Like all skilled professionals, expert teachers constantly review and adapt their practice. The notion of the ensconced lecturer recycling their lessons year after, barely changing a thing, has long gone.

Flexibility and adaptability are crucial qualities all teachers must possess. Not only do curricula, exam specifications and subject knowledge change, but so to, and most crucially, do the pupils.

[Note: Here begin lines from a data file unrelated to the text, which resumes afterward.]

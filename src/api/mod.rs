//! HTTP API - axum router over the shared database

pub mod exercises;
pub mod extract;
pub mod routines;
pub mod selections;
pub mod users;
pub mod workouts;

use std::sync::Arc;

use anyhow::{Context, Result};
use axum::routing::{delete, get, post, put};
use axum::{Json, Router};
use serde::Deserialize;
use serde_json::{Value, json};
use tokio::net::TcpListener;
use tokio::sync::Mutex;
use tower_http::trace::TraceLayer;
use tracing::{error, info};

use crate::config::ServerConfig;
use crate::db::Database;
use crate::error::ApiError;

/// State shared by all handlers
#[derive(Clone)]
pub struct AppState {
    pub db: Arc<Mutex<Database>>,
    pub per_group: usize,
}

impl AppState {
    pub fn new(db: Database, per_group: usize) -> Self {
        Self { db: Arc::new(Mutex::new(db)), per_group }
    }
}

/// `?user_id=` on collection routes
#[derive(Debug, Deserialize)]
pub struct UserQuery {
    pub user_id: i64,
}

/// `?limit=` on history routes
#[derive(Debug, Deserialize)]
pub struct LimitQuery {
    pub limit: Option<u32>,
}

/// `?day_number=` on next-workout routes
#[derive(Debug, Deserialize)]
pub struct DayQuery {
    pub day_number: Option<u32>,
}

fn require_user(db: &Database, user_id: i64) -> Result<(), ApiError> {
    if db.user_exists(user_id)? {
        Ok(())
    } else {
        Err(ApiError::not_found("User"))
    }
}

pub fn router(state: AppState) -> Router {
    Router::new()
        .route("/", get(index))
        .route("/health", get(health))
        .route("/register", post(users::register))
        .route("/login", post(users::login))
        .route("/profile/{user_id}", get(users::get_profile).put(users::update_profile))
        .route("/exercises", get(exercises::list).post(exercises::create))
        .route("/exercises/{exercise_id}", put(exercises::update).delete(exercises::remove))
        .route("/default-exercises", get(exercises::list_defaults))
        .route("/routines", get(routines::list))
        .route(
            "/routine/{user_id}",
            get(routines::overview).post(routines::save).delete(routines::remove),
        )
        .route("/workout/state/{user_id}", get(workouts::state))
        .route("/workout/complete/{user_id}", post(workouts::complete))
        .route("/workout/logs/{user_id}", get(workouts::logs))
        .route("/workout/sessions/{user_id}", get(workouts::sessions))
        .route("/workout/logs-by-sessions/{user_id}", post(workouts::logs_by_sessions))
        .route("/next-workout/selections/{user_id}", get(selections::list))
        .route("/next-workout/toggle", post(selections::toggle))
        .route("/next-workout/clear/{user_id}", delete(selections::clear))
        .route("/next-workout/generate/{user_id}", post(selections::generate))
        .with_state(state)
}

/// Run the HTTP server until Ctrl+C
pub async fn serve(db: Database, config: &ServerConfig) -> Result<()> {
    let app = router(AppState::new(db, config.per_group))
        .layer(config.cors_layer()?)
        .layer(TraceLayer::new_for_http());

    let listener = TcpListener::bind(&config.bind)
        .await
        .with_context(|| format!("Failed to bind {}", config.bind))?;
    info!("Listening on http://{}", listener.local_addr()?);

    axum::serve(listener, app).with_graceful_shutdown(shutdown_signal()).await?;
    info!("Server stopped");
    Ok(())
}

async fn shutdown_signal() {
    if let Err(e) = tokio::signal::ctrl_c().await {
        error!("Failed to listen for Ctrl+C: {}", e);
    }
    info!("Shutting down...");
}

async fn index() -> Json<Value> {
    Json(json!({ "message": "Welcome to the fitness journal API" }))
}

async fn health() -> Json<Value> {
    Json(json!({ "status": "ok" }))
}

#[cfg(test)]
pub(crate) mod tests {
    use super::*;
    use axum::body::Body;
    use axum::http::{Request, StatusCode};
    use http_body_util::BodyExt;
    use tower::ServiceExt;

    pub fn test_app() -> Router {
        router(AppState::new(Database::open_in_memory().unwrap(), 2))
    }

    /// Send a request and decode the JSON body (`Null` when empty)
    pub async fn send(app: &Router, method: &str, uri: &str, body: Option<Value>) -> (StatusCode, Value) {
        let builder = Request::builder().method(method).uri(uri);
        let request = match body {
            Some(body) => builder
                .header("content-type", "application/json")
                .body(Body::from(body.to_string()))
                .unwrap(),
            None => builder.body(Body::empty()).unwrap(),
        };

        let response = app.clone().oneshot(request).await.unwrap();
        let status = response.status();
        let bytes = response.into_body().collect().await.unwrap().to_bytes();
        let value = if bytes.is_empty() { Value::Null } else { serde_json::from_slice(&bytes).unwrap() };
        (status, value)
    }

    /// Register an account and return its id
    pub async fn register(app: &Router, email: &str) -> i64 {
        let (status, body) = send(
            app,
            "POST",
            "/register",
            Some(json!({ "email": email, "password": "secret123" })),
        )
        .await;
        assert_eq!(status, StatusCode::CREATED);
        body["id"].as_i64().unwrap()
    }

    #[tokio::test]
    async fn test_index_and_health() {
        let app = test_app();
        let (status, body) = send(&app, "GET", "/", None).await;
        assert_eq!(status, StatusCode::OK);
        assert!(body["message"].is_string());

        let (status, body) = send(&app, "GET", "/health", None).await;
        assert_eq!(status, StatusCode::OK);
        assert_eq!(body["status"], "ok");
    }

    #[tokio::test]
    async fn test_unknown_user_is_404() {
        let app = test_app();
        for uri in ["/exercises?user_id=42", "/routine/42", "/workout/state/42", "/next-workout/selections/42"] {
            let (status, body) = send(&app, "GET", uri, None).await;
            assert_eq!(status, StatusCode::NOT_FOUND, "{}", uri);
            assert_eq!(body["detail"], "User not found");
        }
    }

    #[tokio::test]
    async fn test_rejected_requests_use_detail() {
        let app = test_app();
        let user_id = register(&app, "ann@example.com").await;

        let (status, body) = send(
            &app,
            "POST",
            &format!("/workout/complete/{}", user_id),
            Some(json!({ "exercises": [] })),
        )
        .await;
        assert_eq!(status, StatusCode::UNPROCESSABLE_ENTITY);
        assert!(body["detail"].as_str().unwrap().contains("day_number"));

        let (status, body) = send(&app, "GET", &format!("/workout/logs/{}?limit=-1", user_id), None).await;
        assert_eq!(status, StatusCode::BAD_REQUEST);
        assert!(body["detail"].is_string());

        let (status, body) = send(&app, "GET", "/profile/abc", None).await;
        assert_eq!(status, StatusCode::BAD_REQUEST);
        assert!(body["detail"].is_string());

        let (status, body) = send(&app, "GET", "/exercises", None).await;
        assert_eq!(status, StatusCode::BAD_REQUEST);
        assert!(body["detail"].as_str().unwrap().contains("user_id"));
    }
}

Continual professional learning needs to be at the heart of the teaching profession. Over the 2021/22 academic year, St Paul’s school trialled the adoption of a new set of professional development materials that have become increasingly popular. These are known as the Teaching WalkThrus. These deceptively simple resources are underpinned by a number of premises, including:

 Educational research, as well as our own individual and institutional experience, should inform our practice

 What constitutes classroom excellence is known, agreed upon and remembered within the profession

 The best of the profession’s practice can be compiled in one place

 That practice can be learned by anyone if it is broken down into a step-by-step linear model

 Visual representations of the models are more powerful than text alone

Each WalkThru breaks down a proven technique into five simple steps.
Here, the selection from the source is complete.